— WORK TO COMPLETE —
Once you find the line with "laid out in the" in the data that follows, repeat it and every line after it exactly, through the line with "sans-serif; max-width: 72rem;".
━━━ MATERIAL FOR THIS EXERCISE
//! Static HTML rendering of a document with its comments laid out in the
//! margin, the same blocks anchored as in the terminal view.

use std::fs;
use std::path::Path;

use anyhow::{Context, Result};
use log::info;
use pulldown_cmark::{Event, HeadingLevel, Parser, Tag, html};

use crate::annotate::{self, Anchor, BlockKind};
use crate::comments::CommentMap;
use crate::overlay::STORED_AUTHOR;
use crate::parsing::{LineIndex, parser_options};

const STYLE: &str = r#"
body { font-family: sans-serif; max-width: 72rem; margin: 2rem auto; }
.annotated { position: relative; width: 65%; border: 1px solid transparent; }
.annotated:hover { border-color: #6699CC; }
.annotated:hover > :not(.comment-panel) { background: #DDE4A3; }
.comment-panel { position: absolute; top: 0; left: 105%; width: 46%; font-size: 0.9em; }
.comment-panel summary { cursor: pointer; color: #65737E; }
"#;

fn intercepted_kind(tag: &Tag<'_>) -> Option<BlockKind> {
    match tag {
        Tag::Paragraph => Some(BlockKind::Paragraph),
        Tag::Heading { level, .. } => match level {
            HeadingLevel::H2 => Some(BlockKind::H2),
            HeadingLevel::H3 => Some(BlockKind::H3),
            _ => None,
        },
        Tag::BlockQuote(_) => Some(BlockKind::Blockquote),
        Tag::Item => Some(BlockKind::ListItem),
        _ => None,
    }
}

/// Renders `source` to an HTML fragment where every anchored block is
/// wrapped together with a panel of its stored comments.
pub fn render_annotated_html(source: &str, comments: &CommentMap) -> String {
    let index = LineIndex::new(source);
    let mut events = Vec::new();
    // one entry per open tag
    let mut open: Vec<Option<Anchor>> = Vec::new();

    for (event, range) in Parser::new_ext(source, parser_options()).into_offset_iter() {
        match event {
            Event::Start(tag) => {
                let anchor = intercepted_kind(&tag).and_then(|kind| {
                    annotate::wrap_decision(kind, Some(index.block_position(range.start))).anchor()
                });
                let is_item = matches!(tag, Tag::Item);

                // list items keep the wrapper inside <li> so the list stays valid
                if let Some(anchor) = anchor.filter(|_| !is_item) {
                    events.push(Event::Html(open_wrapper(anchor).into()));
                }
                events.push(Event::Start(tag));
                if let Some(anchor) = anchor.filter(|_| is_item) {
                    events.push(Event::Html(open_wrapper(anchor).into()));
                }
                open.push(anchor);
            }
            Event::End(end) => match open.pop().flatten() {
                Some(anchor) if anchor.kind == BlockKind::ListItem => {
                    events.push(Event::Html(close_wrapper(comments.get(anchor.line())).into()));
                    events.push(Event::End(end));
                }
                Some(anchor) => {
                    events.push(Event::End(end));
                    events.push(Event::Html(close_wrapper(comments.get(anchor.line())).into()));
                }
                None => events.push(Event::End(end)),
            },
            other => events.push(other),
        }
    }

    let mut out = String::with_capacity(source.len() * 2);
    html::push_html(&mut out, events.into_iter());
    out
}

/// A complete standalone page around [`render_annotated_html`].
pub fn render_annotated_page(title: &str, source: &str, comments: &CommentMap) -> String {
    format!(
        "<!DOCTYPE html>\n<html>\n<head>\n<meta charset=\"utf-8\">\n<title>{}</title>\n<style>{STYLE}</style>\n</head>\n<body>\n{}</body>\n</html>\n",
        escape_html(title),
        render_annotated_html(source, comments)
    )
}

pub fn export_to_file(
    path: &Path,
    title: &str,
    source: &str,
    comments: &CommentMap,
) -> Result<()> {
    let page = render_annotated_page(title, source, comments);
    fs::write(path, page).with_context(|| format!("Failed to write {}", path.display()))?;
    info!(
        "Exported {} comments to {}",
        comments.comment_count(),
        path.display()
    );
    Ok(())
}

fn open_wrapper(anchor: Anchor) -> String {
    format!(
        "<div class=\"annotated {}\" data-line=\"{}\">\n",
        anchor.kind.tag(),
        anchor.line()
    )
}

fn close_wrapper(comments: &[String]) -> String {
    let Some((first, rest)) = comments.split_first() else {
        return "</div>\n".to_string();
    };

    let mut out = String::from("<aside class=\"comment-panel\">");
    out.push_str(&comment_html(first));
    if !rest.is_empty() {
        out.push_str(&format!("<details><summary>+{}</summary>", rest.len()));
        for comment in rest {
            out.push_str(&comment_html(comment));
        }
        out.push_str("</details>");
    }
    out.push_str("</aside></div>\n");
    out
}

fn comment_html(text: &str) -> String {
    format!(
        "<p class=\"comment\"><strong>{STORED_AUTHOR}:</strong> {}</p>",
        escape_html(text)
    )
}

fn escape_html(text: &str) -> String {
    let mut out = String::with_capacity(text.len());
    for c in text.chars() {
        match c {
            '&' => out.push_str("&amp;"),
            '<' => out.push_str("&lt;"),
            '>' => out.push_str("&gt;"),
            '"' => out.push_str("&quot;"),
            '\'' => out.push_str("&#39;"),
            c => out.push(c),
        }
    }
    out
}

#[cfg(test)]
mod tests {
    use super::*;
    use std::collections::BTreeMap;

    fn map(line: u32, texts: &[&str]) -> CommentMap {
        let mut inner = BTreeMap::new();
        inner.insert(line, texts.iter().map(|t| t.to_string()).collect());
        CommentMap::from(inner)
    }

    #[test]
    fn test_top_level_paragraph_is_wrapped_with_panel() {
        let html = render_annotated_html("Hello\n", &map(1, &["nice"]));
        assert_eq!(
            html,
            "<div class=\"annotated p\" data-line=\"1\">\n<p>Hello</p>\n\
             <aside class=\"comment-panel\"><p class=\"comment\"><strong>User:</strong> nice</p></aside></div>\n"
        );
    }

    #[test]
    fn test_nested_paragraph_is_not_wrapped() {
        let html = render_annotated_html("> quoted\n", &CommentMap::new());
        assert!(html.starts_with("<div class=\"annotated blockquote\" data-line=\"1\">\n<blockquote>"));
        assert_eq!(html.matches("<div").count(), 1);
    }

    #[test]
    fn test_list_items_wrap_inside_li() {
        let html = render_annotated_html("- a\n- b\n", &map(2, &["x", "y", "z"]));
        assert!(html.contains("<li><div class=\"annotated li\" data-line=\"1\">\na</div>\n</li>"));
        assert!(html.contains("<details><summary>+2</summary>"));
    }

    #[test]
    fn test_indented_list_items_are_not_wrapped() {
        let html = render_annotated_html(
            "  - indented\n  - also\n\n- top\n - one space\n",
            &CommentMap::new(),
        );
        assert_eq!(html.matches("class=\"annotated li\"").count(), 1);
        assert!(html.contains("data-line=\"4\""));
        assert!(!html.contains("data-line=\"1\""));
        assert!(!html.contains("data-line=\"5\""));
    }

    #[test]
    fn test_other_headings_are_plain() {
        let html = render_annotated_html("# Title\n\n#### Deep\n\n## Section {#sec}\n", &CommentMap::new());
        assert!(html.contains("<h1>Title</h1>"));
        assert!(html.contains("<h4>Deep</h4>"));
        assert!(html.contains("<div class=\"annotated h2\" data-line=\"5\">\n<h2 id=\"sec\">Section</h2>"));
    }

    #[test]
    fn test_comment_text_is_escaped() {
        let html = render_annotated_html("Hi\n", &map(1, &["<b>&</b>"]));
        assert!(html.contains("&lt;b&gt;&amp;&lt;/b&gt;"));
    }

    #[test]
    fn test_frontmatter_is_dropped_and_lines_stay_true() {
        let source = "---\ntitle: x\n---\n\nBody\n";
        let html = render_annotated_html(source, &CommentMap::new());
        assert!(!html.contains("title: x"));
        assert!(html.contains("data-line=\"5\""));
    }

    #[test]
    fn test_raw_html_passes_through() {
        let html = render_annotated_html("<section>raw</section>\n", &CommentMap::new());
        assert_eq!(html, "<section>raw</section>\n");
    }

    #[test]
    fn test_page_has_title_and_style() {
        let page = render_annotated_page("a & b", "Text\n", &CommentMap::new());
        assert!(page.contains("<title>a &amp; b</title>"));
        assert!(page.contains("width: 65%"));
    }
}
━━━━━━
━━━ MATERIAL FOR THIS EXERCISE
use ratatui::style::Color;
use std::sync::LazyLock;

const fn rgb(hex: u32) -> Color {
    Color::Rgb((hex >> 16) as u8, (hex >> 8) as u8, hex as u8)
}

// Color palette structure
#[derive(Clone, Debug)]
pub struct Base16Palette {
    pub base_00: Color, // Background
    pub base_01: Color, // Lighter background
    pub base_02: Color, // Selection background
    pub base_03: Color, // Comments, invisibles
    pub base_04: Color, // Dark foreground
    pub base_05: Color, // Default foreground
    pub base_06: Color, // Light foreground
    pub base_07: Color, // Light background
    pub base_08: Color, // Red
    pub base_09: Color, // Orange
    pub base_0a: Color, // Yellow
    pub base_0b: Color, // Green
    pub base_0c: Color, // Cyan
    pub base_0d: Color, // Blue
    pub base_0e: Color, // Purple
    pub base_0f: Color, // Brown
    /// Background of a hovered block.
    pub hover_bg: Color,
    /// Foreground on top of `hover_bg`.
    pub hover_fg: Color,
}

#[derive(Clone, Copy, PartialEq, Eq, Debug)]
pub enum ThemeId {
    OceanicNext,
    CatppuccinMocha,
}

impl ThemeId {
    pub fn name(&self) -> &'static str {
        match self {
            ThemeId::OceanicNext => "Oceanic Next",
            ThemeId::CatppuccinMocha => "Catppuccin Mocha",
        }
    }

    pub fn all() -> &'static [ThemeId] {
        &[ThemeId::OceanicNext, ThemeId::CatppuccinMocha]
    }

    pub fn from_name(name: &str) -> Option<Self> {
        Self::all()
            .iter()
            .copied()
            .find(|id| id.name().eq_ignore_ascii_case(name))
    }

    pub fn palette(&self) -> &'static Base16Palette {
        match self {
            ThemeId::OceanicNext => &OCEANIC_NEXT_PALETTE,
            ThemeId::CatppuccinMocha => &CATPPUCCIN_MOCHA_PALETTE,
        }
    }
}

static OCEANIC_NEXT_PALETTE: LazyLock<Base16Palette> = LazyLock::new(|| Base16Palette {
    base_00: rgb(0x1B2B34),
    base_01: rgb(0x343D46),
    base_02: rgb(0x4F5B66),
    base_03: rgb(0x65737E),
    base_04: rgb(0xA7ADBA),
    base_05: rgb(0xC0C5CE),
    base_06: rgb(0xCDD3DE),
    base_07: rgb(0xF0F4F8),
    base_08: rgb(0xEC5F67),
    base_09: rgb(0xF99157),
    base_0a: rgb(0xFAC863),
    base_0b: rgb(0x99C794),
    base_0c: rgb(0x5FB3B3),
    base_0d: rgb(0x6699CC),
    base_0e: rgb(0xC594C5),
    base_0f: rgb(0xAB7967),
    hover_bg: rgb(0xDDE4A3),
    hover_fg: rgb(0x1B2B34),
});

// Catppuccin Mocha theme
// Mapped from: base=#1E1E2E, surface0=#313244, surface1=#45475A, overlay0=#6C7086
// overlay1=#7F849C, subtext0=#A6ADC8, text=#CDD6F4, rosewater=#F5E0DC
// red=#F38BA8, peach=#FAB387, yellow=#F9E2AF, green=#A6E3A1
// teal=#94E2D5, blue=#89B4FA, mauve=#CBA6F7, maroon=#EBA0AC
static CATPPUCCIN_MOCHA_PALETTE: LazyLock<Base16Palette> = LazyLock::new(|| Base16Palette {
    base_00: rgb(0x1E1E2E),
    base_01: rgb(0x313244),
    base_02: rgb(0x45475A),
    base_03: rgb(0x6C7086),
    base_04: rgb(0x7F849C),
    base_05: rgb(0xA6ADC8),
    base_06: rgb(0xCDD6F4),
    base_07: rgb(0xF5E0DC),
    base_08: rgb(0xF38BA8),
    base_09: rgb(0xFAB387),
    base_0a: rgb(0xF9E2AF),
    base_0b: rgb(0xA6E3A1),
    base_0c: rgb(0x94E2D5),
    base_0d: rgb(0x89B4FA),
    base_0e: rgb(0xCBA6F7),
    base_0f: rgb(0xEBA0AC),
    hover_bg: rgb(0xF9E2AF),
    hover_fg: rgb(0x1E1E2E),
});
━━━━━━
— WRITTEN ANSWER —
//! Static HTML rendering of a document with its comments laid out in the
//! margin, the same blocks anchored as in the terminal view.

use std::fs;
use std::path::Path;

use anyhow::{Context, Result};
use log::info;
use pulldown_cmark::{Event, HeadingLevel, Parser, Tag, html};

use crate::annotate::{self, Anchor, BlockKind};
use crate::comments::CommentMap;
use crate::overlay::STORED_AUTHOR;
use crate::parsing::{LineIndex, parser_options};

const STYLE: &str = r#"
body { font-family: sans-serif; max-width: 72rem; margin: 2rem auto; }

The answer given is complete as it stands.